Saved entries
--------------------------------

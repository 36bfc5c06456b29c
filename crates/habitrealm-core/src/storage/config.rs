//! TOML-based application configuration.
//!
//! Stores:
//! - The default log filter for the CLI
//! - Where and under which key engine state is persisted
//! - Defaults applied when a brand-new state is created
//!
//! Configuration is stored at `~/.config/habitrealm/config.toml`.

use serde::{Deserialize, Serialize};
use std::path::{Path, PathBuf};

use super::data_dir;
use crate::error::{ConfigError, Result};
use crate::habit::WeekStart;

/// Logging configuration.
#[derive(Debug, Clone, PartialEq, Eq, Serialize, Deserialize)]
pub struct LoggingConfig {
    /// `tracing` filter directive used when HABITREALM_LOG is unset.
    #[serde(default = "default_log_level")]
    pub level: String,
}

/// Persistence configuration.
#[derive(Debug, Clone, PartialEq, Eq, Serialize, Deserialize)]
pub struct StorageConfig {
    /// Key prefix for everything the store writes.
    #[serde(default = "default_namespace")]
    pub namespace: String,
    /// SQLite file name, relative to the data directory.
    #[serde(default = "default_db_file")]
    pub db_file: String,
}

/// Defaults for a fresh state.
#[derive(Debug, Clone, Default, PartialEq, Eq, Serialize, Deserialize)]
pub struct DefaultsConfig {
    #[serde(default)]
    pub week_start: WeekStart,
}

/// Application configuration.
///
/// Serialized to/from TOML at `~/.config/habitrealm/config.toml`.
#[derive(Debug, Clone, Default, PartialEq, Eq, Serialize, Deserialize)]
pub struct Config {
    #[serde(default)]
    pub logging: LoggingConfig,
    #[serde(default)]
    pub storage: StorageConfig,
    #[serde(default)]
    pub defaults: DefaultsConfig,
}

fn default_log_level() -> String {
    "warn".into()
}
fn default_namespace() -> String {
    "habitrealm".into()
}
fn default_db_file() -> String {
    "habitrealm.db".into()
}

impl Default for LoggingConfig {
    fn default() -> Self {
        Self {
            level: default_log_level(),
        }
    }
}

impl Default for StorageConfig {
    fn default() -> Self {
        Self {
            namespace: default_namespace(),
            db_file: default_db_file(),
        }
    }
}

impl Config {
    fn get_json_value_by_path<'a>(
        root: &'a serde_json::Value,
        key: &str,
    ) -> Option<&'a serde_json::Value> {
        if key.is_empty() {
            return None;
        }

        let mut current = root;
        for part in key.split('.') {
            current = current.get(part)?;
        }
        Some(current)
    }

    fn set_json_value_by_path(
        root: &mut serde_json::Value,
        key: &str,
        value: &str,
    ) -> Result<(), ConfigError> {
        let unknown = || ConfigError::UnknownKey(key.to_string());
        let invalid = |message: String| ConfigError::InvalidValue {
            key: key.to_string(),
            message,
        };

        let mut parts = key.split('.').peekable();
        if key.is_empty() {
            return Err(unknown());
        }

        let mut current = root;
        while let Some(part) = parts.next() {
            if parts.peek().is_some() {
                current = current.get_mut(part).ok_or_else(unknown)?;
                continue;
            }

            let obj = current.as_object_mut().ok_or_else(unknown)?;
            let existing = obj.get(part).ok_or_else(unknown)?;
            let new_value = match existing {
                serde_json::Value::Bool(_) => serde_json::Value::Bool(
                    value.parse::<bool>().map_err(|e| invalid(e.to_string()))?,
                ),
                serde_json::Value::Number(_) => {
                    let n = value
                        .parse::<u64>()
                        .map_err(|_| invalid(format!("cannot parse '{value}' as number")))?;
                    serde_json::Value::Number(n.into())
                }
                serde_json::Value::Object(_) => return Err(unknown()),
                _ => serde_json::Value::String(value.into()),
            };
            obj.insert(part.to_string(), new_value);
            return Ok(());
        }

        Err(unknown())
    }

    /// Default location of the config file.
    pub fn path() -> Result<PathBuf> {
        Ok(data_dir()?.join("config.toml"))
    }

    /// Load from the data directory, writing defaults if no file exists yet.
    ///
    /// # Errors
    ///
    /// Returns an error if the config file exists but cannot be parsed,
    /// or if the default config cannot be written to disk.
    pub fn load() -> Result<Self> {
        Self::load_from(&Self::path()?)
    }

    /// Load from an explicit path, writing defaults there if it is absent.
    pub fn load_from(path: &Path) -> Result<Self> {
        match std::fs::read_to_string(path) {
            Ok(content) => toml::from_str(&content).map_err(|e| {
                ConfigError::LoadFailed {
                    path: path.to_path_buf(),
                    message: e.to_string(),
                }
                .into()
            }),
            Err(err) if err.kind() == std::io::ErrorKind::NotFound => {
                let cfg = Self::default();
                cfg.save_to(path)?;
                Ok(cfg)
            }
            Err(err) => Err(ConfigError::LoadFailed {
                path: path.to_path_buf(),
                message: err.to_string(),
            }
            .into()),
        }
    }

    /// Persist to the data directory.
    pub fn save(&self) -> Result<()> {
        self.save_to(&Self::path()?)
    }

    pub fn save_to(&self, path: &Path) -> Result<()> {
        let save_failed = |message: String| ConfigError::SaveFailed {
            path: path.to_path_buf(),
            message,
        };
        let content = toml::to_string_pretty(self).map_err(|e| save_failed(e.to_string()))?;
        std::fs::write(path, content).map_err(|e| save_failed(e.to_string()))?;
        Ok(())
    }

    /// Get a config value as string by dot-separated key.
    pub fn get(&self, key: &str) -> Option<String> {
        let json = serde_json::to_value(self).ok()?;
        let val = Self::get_json_value_by_path(&json, key)?;
        match val {
            serde_json::Value::String(s) => Some(s.clone()),
            other => Some(other.to_string()),
        }
    }

    /// Update a value in memory. Returns error if the key is unknown or the
    /// value does not fit the field.
    pub fn update(&mut self, key: &str, value: &str) -> Result<(), ConfigError> {
        let mut json = serde_json::to_value(&*self).map_err(|e| ConfigError::InvalidValue {
            key: key.to_string(),
            message: e.to_string(),
        })?;
        Self::set_json_value_by_path(&mut json, key, value)?;
        *self = serde_json::from_value(json).map_err(|e| ConfigError::InvalidValue {
            key: key.to_string(),
            message: e.to_string(),
        })?;
        Ok(())
    }

    /// Set a value by key and save.
    ///
    /// # Errors
    ///
    /// Returns an error if the key is unknown, the value cannot be parsed,
    /// or the config cannot be saved.
    pub fn set(&mut self, key: &str, value: &str) -> Result<()> {
        self.update(key, value)?;
        self.save()
    }

    /// Full path of the SQLite state database.
    pub fn db_path(&self) -> Result<PathBuf> {
        Ok(data_dir()?.join(&self.storage.db_file))
    }

    /// Load from disk, returning default on error.
    /// This is a convenience method that never fails.
    pub fn load_or_default() -> Self {
        Self::load().unwrap_or_default()
    }
}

--------------------------------

#### Work instruction:
What lines in the data include the string "into"? Copy each one.

#### Exercise result:
    "warn".into()
    "habitrealm".into()
    "habitrealm.db".into()
                    serde_json::Value::Number(n.into())
                _ => serde_json::Value::String(value.into()),
                .into()
            .into()),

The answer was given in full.